WORK REQUEST:
Each entry, as given, must be output unchanged.

TASK INPUTS:
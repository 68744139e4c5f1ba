//! Round-complete celebration flag.

use crate::types::RoundId;
use std::time::Duration;

/// How long the flag stays up once a round is finished.
pub const CELEBRATION_DURATION: Duration = Duration::from_millis(1800);

/// Transient "round complete" flag that fires at most once per round.
#[derive(Debug, Clone, Default)]
pub struct Celebration {
    active: bool,
    fired_for: Option<RoundId>,
}

impl Celebration {
    pub fn is_active(&self) -> bool {
        self.active
    }

    /// Raise the flag for `round`. Returns false if this round already celebrated.
    pub fn trigger(&mut self, round: RoundId) -> bool {
        if self.fired_for == Some(round) {
            return false;
        }
        self.fired_for = Some(round);
        self.active = true;
        true
    }

    /// Lower the flag if the expiry belongs to the round that raised it.
    ///
    /// Expiries from older rounds are dropped; returns whether the flag changed.
    pub fn expire(&mut self, round: RoundId) -> bool {
        if self.fired_for != Some(round) || !self.active {
            return false;
        }
        self.active = false;
        true
    }
}

#[cfg(test)]
mod tests {
    use super::*;

    #[test]
    fn fires_once_per_round() {
        let mut celebration = Celebration::default();
        assert!(celebration.trigger(RoundId(1)));
        assert!(!celebration.trigger(RoundId(1)));
        assert!(celebration.is_active());
    }

    #[test]
    fn expiry_clears_flag() {
        let mut celebration = Celebration::default();
        celebration.trigger(RoundId(1));
        assert!(celebration.expire(RoundId(1)));
        assert!(!celebration.is_active());
        assert!(!celebration.expire(RoundId(1)));
    }

    #[test]
    fn stale_expiry_is_ignored() {
        let mut celebration = Celebration::default();
        celebration.trigger(RoundId(1));
        celebration.trigger(RoundId(2));
        assert!(!celebration.expire(RoundId(1)));
        assert!(celebration.is_active());
        assert!(celebration.expire(RoundId(2)));
    }

    #[test]
    fn next_round_can_celebrate_again() {
        let mut celebration = Celebration::default();
        celebration.trigger(RoundId(1));
        celebration.expire(RoundId(1));
        assert!(celebration.trigger(RoundId(2)));
    }
}
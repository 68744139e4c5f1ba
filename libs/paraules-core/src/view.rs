//! Read-only snapshot of the game for renderers.

use crate::game::Game;
use crate::selection::PendingSelection;
use crate::types::{Column, LetterCase, RoundId};
use serde::Serialize;

/// What a card shows.
#[derive(Debug, Clone, PartialEq, Eq, Serialize)]
#[serde(tag = "kind", content = "text", rename_all = "snake_case")]
pub enum CardFace {
    /// The word, already cased for display.
    Word(String),
    /// A speaker button; the word is only heard.
    Sound,
    Image(String),
}

#[derive(Debug, Clone, PartialEq, Eq, Serialize)]
pub struct CardView {
    pub key: String,
    pub face: CardFace,
    pub selected: bool,
    pub done: bool,
}

#[derive(Debug, Clone, PartialEq, Eq, Serialize)]
pub struct ColumnView {
    pub column: Column,
    pub cards: Vec<CardView>,
}

#[derive(Debug, Clone, PartialEq, Eq, Serialize)]
pub struct GameView {
    pub round: RoundId,
    pub round_size: usize,
    pub round_sizes: Vec<usize>,
    pub completed: usize,
    pub total: usize,
    pub columns: Vec<ColumnView>,
    pub pending: PendingSelection,
    pub celebrating: bool,
    pub letter_case: LetterCase,
}

impl GameView {
    pub(crate) fn build(game: &Game) -> Self {
        let round = game.round();
        let (completed, total) = round.progress();

        let columns = Column::ALL
            .iter()
            .map(|&column| ColumnView {
                column,
                cards: round
                    .display()
                    .column(column)
                    .iter()
                    .map(|key| CardView {
                        key: key.clone(),
                        face: face(game, column, key),
                        selected: game.pending().get(column) == Some(key.as_str()),
                        done: round.is_completed(key),
                    })
                    .collect(),
            })
            .collect();

        Self {
            round: round.id(),
            round_size: game.round_size(),
            round_sizes: game.round_sizes().to_vec(),
            completed,
            total,
            columns,
            pending: game.pending().clone(),
            celebrating: game.is_celebrating(),
            letter_case: game.letter_case(),
        }
    }

    pub fn column(&self, column: Column) -> Option<&ColumnView> {
        self.columns.iter().find(|view| view.column == column)
    }
}

fn face(game: &Game, column: Column, key: &str) -> CardFace {
    match column {
        Column::Word => CardFace::Word(game.letter_case().apply(key)),
        Column::Sound => CardFace::Sound,
        Column::Image => CardFace::Image(
            game.vocabulary()
                .get(key)
                .map(|item| item.pictogram.clone())
                .unwrap_or_default(),
        ),
    }
}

EXERCISE RESPONSE:
repository 68744139e4c5f1ba
//! Round-complete celebration flag.

use crate::types::RoundId;
use std::time::Duration;

/// How long the flag stays up once a round is finished.
pub const CELEBRATION_DURATION: Duration = Duration::from_millis(1800);

/// Transient "round complete" flag that fires at most once per round.
#[derive(Debug, Clone, Default)]
pub struct Celebration {
    active: bool,
    fired_for: Option<RoundId>,
}

impl Celebration {
    pub fn is_active(&self) -> bool {
        self.active
    }

    /// Raise the flag for `round`. Returns false if this round already celebrated.
    pub fn trigger(&mut self, round: RoundId) -> bool {
        if self.fired_for == Some(round) {
            return false;
        }
        self.fired_for = Some(round);
        self.active = true;
        true
    }

    /// Lower the flag if the expiry belongs to the round that raised it.
    ///
    /// Expiries from older rounds are dropped; returns whether the flag changed.
    pub fn expire(&mut self, round: RoundId) -> bool {
        if self.fired_for != Some(round) || !self.active {
            return false;
        }
        self.active = false;
        true
    }
}

#[cfg(test)]
mod tests {
    use super::*;

    #[test]
    fn fires_once_per_round() {
        let mut celebration = Celebration::default();
        assert!(celebration.trigger(RoundId(1)));
        assert!(!celebration.trigger(RoundId(1)));
        assert!(celebration.is_active());
    }

    #[test]
    fn expiry_clears_flag() {
        let mut celebration = Celebration::default();
        celebration.trigger(RoundId(1));
        assert!(celebration.expire(RoundId(1)));
        assert!(!celebration.is_active());
        assert!(!celebration.expire(RoundId(1)));
    }

    #[test]
    fn stale_expiry_is_ignored() {
        let mut celebration = Celebration::default();
        celebration.trigger(RoundId(1));
        celebration.trigger(RoundId(2));
        assert!(!celebration.expire(RoundId(1)));
        assert!(celebration.is_active());
        assert!(celebration.expire(RoundId(2)));
    }

    #[test]
    fn next_round_can_celebrate_again() {
        let mut celebration = Celebration::default();
        celebration.trigger(RoundId(1));
        celebration.expire(RoundId(1));
        assert!(celebration.trigger(RoundId(2)));
    }
}
repository 68744139e4c5f1ba
filename libs/paraules-core/src/view.rs
//! Read-only snapshot of the game for renderers.

use crate::game::Game;
use crate::selection::PendingSelection;
use crate::types::{Column, LetterCase, RoundId};
use serde::Serialize;

/// What a card shows.
#[derive(Debug, Clone, PartialEq, Eq, Serialize)]
#[serde(tag = "kind", content = "text", rename_all = "snake_case")]
pub enum CardFace {
    /// The word, already cased for display.
    Word(String),
    /// A speaker button; the word is only heard.
    Sound,
    Image(String),
}

#[derive(Debug, Clone, PartialEq, Eq, Serialize)]
pub struct CardView {
    pub key: String,
    pub face: CardFace,
    pub selected: bool,
    pub done: bool,
}

#[derive(Debug, Clone, PartialEq, Eq, Serialize)]
pub struct ColumnView {
    pub column: Column,
    pub cards: Vec<CardView>,
}

#[derive(Debug, Clone, PartialEq, Eq, Serialize)]
pub struct GameView {
    pub round: RoundId,
    pub round_size: usize,
    pub round_sizes: Vec<usize>,
    pub completed: usize,
    pub total: usize,
    pub columns: Vec<ColumnView>,
    pub pending: PendingSelection,
    pub celebrating: bool,
    pub letter_case: LetterCase,
}

impl GameView {
    pub(crate) fn build(game: &Game) -> Self {
        let round = game.round();
        let (completed, total) = round.progress();

        let columns = Column::ALL
            .iter()
            .map(|&column| ColumnView {
                column,
                cards: round
                    .display()
                    .column(column)
                    .iter()
                    .map(|key| CardView {
                        key: key.clone(),
                        face: face(game, column, key),
                        selected: game.pending().get(column) == Some(key.as_str()),
                        done: round.is_completed(key),
                    })
                    .collect(),
            })
            .collect();

        Self {
            round: round.id(),
            round_size: game.round_size(),
            round_sizes: game.round_sizes().to_vec(),
            completed,
            total,
            columns,
            pending: game.pending().clone(),
            celebrating: game.is_celebrating(),
            letter_case: game.letter_case(),
        }
    }

    pub fn column(&self, column: Column) -> Option<&ColumnView> {
        self.columns.iter().find(|view| view.column == column)
    }
}

fn face(game: &Game, column: Column, key: &str) -> CardFace {
    match column {
        Column::Word => CardFace::Word(game.letter_case().apply(key)),
        Column::Sound => CardFace::Sound,
        Column::Image => CardFace::Image(
            game.vocabulary()
                .get(key)
                .map(|item| item.pictogram.clone())
                .unwrap_or_default(),
        ),
    }
}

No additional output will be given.